Abstract
Shifting Relations between Trade Law and Business Practice in the League of Nations
This paper examines the interaction between public and private rule-making in early multilateral
trade law, under the League of Nations. It will focus on key areas of public trade law that helped
business leaders create new normative structures to organize their own activity – namely contract
arbitration, patents, and commercial representation. In these areas, League of Nations – working
in tandem with the International Chamber of Commerce – sponsored formal intergovernmental
treaties that enshrined business actors’ normative authority. This process of private ordering had already begun in the
nineteenth century in an ad-hoc way but became more systematic and integrated under the League
of Nations and ICC. This paper will engage with the bourgeoning scholarship on the construction
of transnational legal orders as a key facet of globalization, past and present.
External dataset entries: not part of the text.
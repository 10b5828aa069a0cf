//! # Keylog Core
//!
//! Pure primitives for key-rotation record chains: records, the
//! continuation rule, chain validation and chain assembly.
//!
//! This crate contains no I/O, no networking and no async code. Every
//! operation reads its inputs and returns a fresh result.
//!
//! ## Key Types
//!
//! - [`Record`] - One node in a key-rotation chain
//! - [`ValidationResult`] - Every key-log violation found in a chain
//! - [`RecordChain`] - Two or three signed records, ready to broadcast
//! - [`Wizard`] - The record-collection state machine
//!
//! ## Key-log Rules
//!
//! For records `r1, r2[, r3]`, each check is skipped when either side is empty:
//!
//! 1. `r1.twice_prerotated_key_hash == r2.prerotated_key_hash`
//! 2. `r1.prerotated_key_hash == r2.public_key`
//! 3. `r1.twice_prerotated_key_hash == r3.public_key` (continuation only)
//! 4. `r2.twice_prerotated_key_hash == r3.prerotated_key_hash` (continuation only)
//!
//! ```rust
//! use keylog_core::{validate_chain, Output, Record};
//!
//! let r1 = Record::new().public_key("PK1").prerotated_key_hash("H1").twice_prerotated_key_hash("H2");
//! let r2 = Record::new()
//!     .public_key("H1")
//!     .prerotated_key_hash("H2")
//!     .twice_prerotated_key_hash("H3")
//!     .outputs(vec![Output::new("H2", 5)]);
//!
//! assert!(!r2.requires_continuation());
//! assert!(validate_chain(&r1, &r2, None).ok);
//! ```

pub mod canonical;
pub mod chain;
pub mod crypto;
pub mod error;
pub mod record;
pub mod rotation;
pub mod types;
pub mod validation;
pub mod wizard;

pub use canonical::{canonical_chain_bytes, CHAIN_VERSION};
pub use chain::{
    assemble_chain, assemble_chain_with_placeholders, PlaceholderSignatures, RecordChain,
    SignatureSource, SignedRecord,
};
pub use crypto::Blake3Hash;
pub use error::{ChainRejected, CoreError, RotationError, WizardError};
pub use record::{Output, Record};
pub use rotation::{MockRotationSource, RotationKeys, RotationSource, SeededRotationSource};
pub use types::{KeyField, RecordPosition, TxId};
pub use validation::{
    requires_continuation, validate_chain, ChainCheck, ChainValidationViolation,
    ValidationResult, CONSISTENT_MESSAGE,
};
pub use wizard::{Wizard, WizardStep};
This paper is part of a forthcoming monograph, Order and Rivalry: Rewriting the Rules of
International Trade. It traces the formation and development of multilateral trade structures in the
aftermath of the First World War in response to the marginalization of Europe in the world
economy, the use of private commerce as a tool of military power and the collapse of empires
across Central and Eastern Europe. Focusing on the League of Nations, the book shows that this
institution’s legacy was not to initiate a linear forward march towards today’s World Trade
Organization, but rather to frame an open-ended and conflictual process of experimentation that is
still ongoing.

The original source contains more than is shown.